У Брейгеля есть рисунки — «Горящий Реджио» и «Морской бой в Мессинском проливе». Очень может быть, что он изобразил эти события по собственным впечатлениям. Время пожара известно — это июль 1552 года. Вот и еще одна дата в биографии Брейгеля. Она устанавливается косвенно, но позволяет твердо сказать, что он был здесь, во всяком случае, не раньше, чем произошел этот пожар. По рисунку «Бой в Мессинском проливе» после возвращения Брейгеля на родину была сделана гравюра, которая стала широко известной.
Небо покрыто грозными клубящимися тучами. В проливе великое множество кораблей: многопалубные и многопушечные парусники, узкие, низко сидящие в воде гребные галеры. Над водой — округлые облака пороховых разрывов, над горящим Реджио — дым пожаров.

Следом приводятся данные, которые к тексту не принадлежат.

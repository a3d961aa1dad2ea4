//! PDF document-info parser and script heuristics.
//!
//! The Info dictionary is located through the last `/Info N G R` reference
//! in the file (incremental updates append, so the last one governs) and
//! decoded field by field; any structural failure is caught and reported as
//! a warning with empty metadata.
//!
//! The script and auto-action heuristics are substring matches over the
//! extracted printable strings, not a structural scan of the object graph:
//! they miss markers inside compressed or obfuscated streams and can
//! false-positive on literal text that merely mentions a marker. That
//! trade-off is intentional and documented behavior.

use crate::analysis::report::{FileKind, Metadata, PdfMetadata};
use crate::formats::ParsedFile;
use crate::strings::extract_printable_strings;
use aho_corasick::AhoCorasick;
use memchr::memmem;
use once_cell::sync::Lazy;
use regex::bytes::Regex;
use thiserror::Error;
use tracing::debug;

/// Recoverable PDF read failure; converted to a report warning.
#[derive(Debug, Error)]
pub enum PdfReadError {
    #[error("missing %PDF header")]
    NotPdf,
    #[error("no trailer with an /Info reference")]
    NoInfoReference,
    #[error("Info object {0} not found")]
    InfoObjectMissing(u32),
}

/// Narrow capability seam for document-object access.
pub trait PdfObjectReader {
    fn read_document_info(&self, data: &[u8]) -> Result<PdfMetadata, PdfReadError>;
}

/// Default reader: trailer scan → Info object → field extraction.
#[derive(Debug, Clone, Copy, Default)]
pub struct TrailerInfoReader;

static INFO_REF_RE: Lazy<Regex> =
    Lazy::new(|| Regex::new(r"/Info\s+(\d+)\s+(\d+)\s+R").unwrap());
static PAGE_OBJ_RE: Lazy<Regex> = Lazy::new(|| Regex::new(r"/Type\s*/Page\b").unwrap());

/// Patterns 0–1 are JavaScript markers, 2–3 automatic-action markers.
static SCRIPT_MARKERS: Lazy<AhoCorasick> = Lazy::new(|| {
    AhoCorasick::new(["/JavaScript", "/JS", "/OpenAction", "/AA"]).expect("static patterns")
});

impl PdfObjectReader for TrailerInfoReader {
    fn read_document_info(&self, data: &[u8]) -> Result<PdfMetadata, PdfReadError> {
        if !data.starts_with(b"%PDF") {
            return Err(PdfReadError::NotPdf);
        }

        let mut info = PdfMetadata {
            pages: count_pages(data),
            ..PdfMetadata::default()
        };

        let (obj_num, gen_num) = last_info_reference(data).ok_or(PdfReadError::NoInfoReference)?;
        let dict = find_object(data, obj_num, gen_num)
            .ok_or(PdfReadError::InfoObjectMissing(obj_num))?;

        info.title = dict_string(dict, b"/Title");
        info.author = dict_string(dict, b"/Author");
        info.subject = dict_string(dict, b"/Subject");
        info.keywords = dict_string(dict, b"/Keywords");
        info.creator = dict_string(dict, b"/Creator");
        info.producer = dict_string(dict, b"/Producer");
        info.creation_date = dict_string(dict, b"/CreationDate");
        info.modification_date = dict_string(dict, b"/ModDate");
        Ok(info)
    }
}

fn count_pages(data: &[u8]) -> Option<u32> {
    let n = PAGE_OBJ_RE.find_iter(data).count() as u32;
    (n > 0).then_some(n)
}

/// The last `/Info N G R` reference in the file.
fn last_info_reference(data: &[u8]) -> Option<(u32, u32)> {
    let caps = INFO_REF_RE.captures_iter(data).last()?;
    let num = std::str::from_utf8(caps.get(1)?.as_bytes()).ok()?.parse().ok()?;
    let gen = std::str::from_utf8(caps.get(2)?.as_bytes()).ok()?.parse().ok()?;
    Some((num, gen))
}

/// Body of object `N G` from `obj` to `endobj`.
fn find_object(data: &[u8], obj_num: u32, gen_num: u32) -> Option<&[u8]> {
    let header = format!("{} {} obj", obj_num, gen_num);
    let mut end_at = data.len();
    loop {
        let pos = memmem::rfind(&data[..end_at], header.as_bytes())?;
        // `4 0 obj` must not match the tail of `14 0 obj`.
        if pos > 0 && data[pos - 1].is_ascii_digit() {
            end_at = pos;
            continue;
        }
        let start = pos + header.len();
        let end = memmem::find(&data[start..], b"endobj")? + start;
        return Some(&data[start..end]);
    }
}

/// Value of a dictionary key holding a literal `(…)` or hex `<…>` string.
fn dict_string(dict: &[u8], key: &[u8]) -> Option<String> {
    let mut search_from = 0;
    while let Some(pos) = memmem::find(&dict[search_from..], key) {
        let after = search_from + pos + key.len();
        // Key must end here (`/Creator` must not match `/CreationDate`).
        match dict.get(after) {
            Some(b) if b.is_ascii_alphanumeric() => {
                search_from = after;
                continue;
            }
            _ => {}
        }
        let rest = &dict[after..];
        let value_start = rest.iter().position(|b| !b.is_ascii_whitespace())?;
        let rest = &rest[value_start..];
        return match rest.first()? {
            b'(' => Some(decode_literal_string(&rest[1..])),
            b'<' => Some(decode_hex_string(&rest[1..])),
            _ => None,
        };
    }
    None
}

/// Decode a PDF literal string up to its balanced closing parenthesis.
fn decode_literal_string(data: &[u8]) -> String {
    let mut bytes = Vec::new();
    let mut depth = 1usize;
    let mut i = 0usize;
    while i < data.len() {
        let b = data[i];
        match b {
            b'\\' if i + 1 < data.len() => {
                let esc = data[i + 1];
                let decoded = match esc {
                    b'n' => Some(b'\n'),
                    b'r' => Some(b'\r'),
                    b't' => Some(b'\t'),
                    b'(' | b')' | b'\\' => Some(esc),
                    b'0'..=b'7' => {
                        // Up to three octal digits.
                        let mut value = 0u32;
                        let mut taken = 0;
                        while taken < 3 {
                            match data.get(i + 1 + taken) {
                                Some(d @ b'0'..=b'7') => {
                                    value = value * 8 + (d - b'0') as u32;
                                    taken += 1;
                                }
                                _ => break,
                            }
                        }
                        i += taken - 1;
                        Some((value & 0xFF) as u8)
                    }
                    _ => None, // unknown escape: drop the backslash
                };
                if let Some(d) = decoded {
                    bytes.push(d);
                }
                i += 2;
            }
            b'(' => {
                depth += 1;
                bytes.push(b);
                i += 1;
            }
            b')' => {
                depth -= 1;
                if depth == 0 {
                    break;
                }
                bytes.push(b);
                i += 1;
            }
            _ => {
                bytes.push(b);
                i += 1;
            }
        }
    }
    decode_text_bytes(&bytes)
}

/// Decode a PDF hex string up to `>`.
fn decode_hex_string(data: &[u8]) -> String {
    let end = data.iter().position(|&b| b == b'>').unwrap_or(data.len());
    let mut digits: Vec<u8> = data[..end]
        .iter()
        .copied()
        .filter(|b| b.is_ascii_hexdigit())
        .collect();
    // An odd final digit is padded with zero per the PDF standard.
    if digits.len() % 2 == 1 {
        digits.push(b'0');
    }
    let bytes = hex::decode(&digits).unwrap_or_default();
    decode_text_bytes(&bytes)
}

/// PDF text strings are UTF-16BE when BOM-prefixed, byte text otherwise.
fn decode_text_bytes(bytes: &[u8]) -> String {
    if bytes.starts_with(&[0xFE, 0xFF]) {
        let (text, _, _) = encoding_rs::UTF_16BE.decode(&bytes[2..]);
        text.into_owned()
    } else {
        match std::str::from_utf8(bytes) {
            Ok(s) => s.to_string(),
            // PDFDocEncoding is latin1-compatible for printable text.
            Err(_) => bytes.iter().map(|&b| b as char).collect(),
        }
    }
}

/// Locate the XMP metadata packet, when one exists.
fn xmp_packet(data: &[u8]) -> Option<String> {
    let start = memmem::find(data, b"<?xpacket begin")?;
    let end_marker = memmem::find(&data[start..], b"<?xpacket end")? + start;
    let close = memmem::find(&data[end_marker..], b"?>")? + end_marker + 2;
    Some(String::from_utf8_lossy(&data[start..close]).into_owned())
}

/// Parse a PDF file: Info-dictionary metadata plus script heuristics.
pub fn parse_pdf(data: &[u8], reader: &dyn PdfObjectReader) -> ParsedFile {
    let mut warnings = Vec::new();

    let metadata = match reader.read_document_info(data) {
        Ok(info) => info,
        Err(e) => {
            debug!(error = %e, "pdf info extraction failed");
            warnings.push(format!("PDF metadata could not be extracted: {}", e));
            PdfMetadata::default()
        }
    };

    if memmem::find(data, b"/Encrypt").is_some() {
        warnings.push(
            "Document declares encryption (/Encrypt); metadata may be incomplete".to_string(),
        );
    }

    // Independent rerun of the string extractor; the orchestrator's pass is
    // not reused here by design.
    let strings = extract_printable_strings(data, 4);
    let mut has_script = false;
    let mut has_auto_action = false;
    for s in &strings {
        for m in SCRIPT_MARKERS.find_iter(s) {
            match m.pattern().as_usize() {
                0 | 1 => has_script = true,
                _ => has_auto_action = true,
            }
        }
        if has_script && has_auto_action {
            break;
        }
    }
    if has_script {
        warnings.push(
            "Embedded JavaScript markers (/JavaScript or /JS) present — possible active content"
                .to_string(),
        );
    }
    if has_auto_action {
        warnings.push(
            "Automatic-action markers (/OpenAction or /AA) present — actions may run on open"
                .to_string(),
        );
    }

    ParsedFile {
        kind: FileKind::Pdf,
        metadata: Metadata::Pdf(metadata),
        warnings,
        chunks: None,
        xml_dump: xmp_packet(data),
    }
}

Поразительно изображены корабли! Их конструкция, их паруса и пушки переданы с таким знанием дела, с такой тщательностью и подробностью, что к этим изображениям долгое время обращались историки флота, которых интересовало устройство военных кораблей XVI века. Но вместе с тем суда даны в таких смелых ракурсах, с такими смелыми отступлениями от формально понятых правил перспективы, с таким грозным напряжением, что кажутся живыми существами, могучими и одушевленными созданиями. Чувствуется, что художник не только всматривался в корабли у себя на родине, но и любовался ими, видел в них окрыленных вестников далеких морей. Если можно так сказать, корабли на этой гравюре были для него понятнее, чем люди, столкнувшие их в бою, зрелище морского сражения показалось ему скорее прекрасным, хотя и грозным, чем ужасным.
Впоследствии, когда Брейгель вернется на родину, когда он станет старше, война и сражение еще не раз станут его темой, но изображать он это будет совсем иначе.
Морской пейзаж рисунка, по которому сделана гравюра, был нарисован отдельно по наброскам с натуры, а корабли в свою очередь тоже отдельно и лишь затем соединены вместе на одном листе.
И все-таки здесь нельзя говорить о простом совмещении на одном листе пейзажа и кораблей. Зарисовки различных кораблей, которые он делал и у себя на родине и в Италии (в Нидерландах он галер видеть не мог, они у северных берегов не плавали), были, верно, спокойными учебными рисунками, сделанными, чтобы разобраться в устройстве кораблей, понять и запомнить его. Но в драматическую композицию сражения они не могли быть просто перенесены, их образы были глубоко переосмыслены в духе ее напряженного замысла. Вероятно, и совмещение двух перспектив — пейзаж изображен в одной, корабли в другой — не следствие неумелости, а сознательный прием, который часто применяли итальянцы.
Итак, Брейгель попал в Южную Италию, а быть может, и в Сицилию, и задержался здесь на некоторое время. Путь с юга Италии в Рим через Калабрию был труднодоступен, морской, через Неаполь, — небезопасен.
Нужно было ждать. Можно было оглянуться назад на те несколько месяцев, которые он провел в пути. Он начал путешествовать весной и шел на юг навстречу лету. Весенний воздух Фландрии был полон влажной свежести. По Франции Брейгель проходил в пору сенокоса. Здесь все — и крестьянские хижины, и костюмы крестьян, и колодцы, и изгороди — все было непривычным, не таким, как на родине. Такой нищеты, как во Франции, он в нидерландской деревне не видывал. Но таким же, как дома, был запах скошенной вянущей травы. Такими же были косы. Такими же были движения косарей. И звук от косы был тот же. Брейгель хорошо знал эту работу со времен своего деревенского детства. В дороге он иногда помогал косарям. Расплатиться с ним они не могли, да и не это ему было нужно. Ему хотелось еще раз ощутить изнутри напряженность их движений, поймать их ритм, чтобы отложить его в кладовую своей памяти.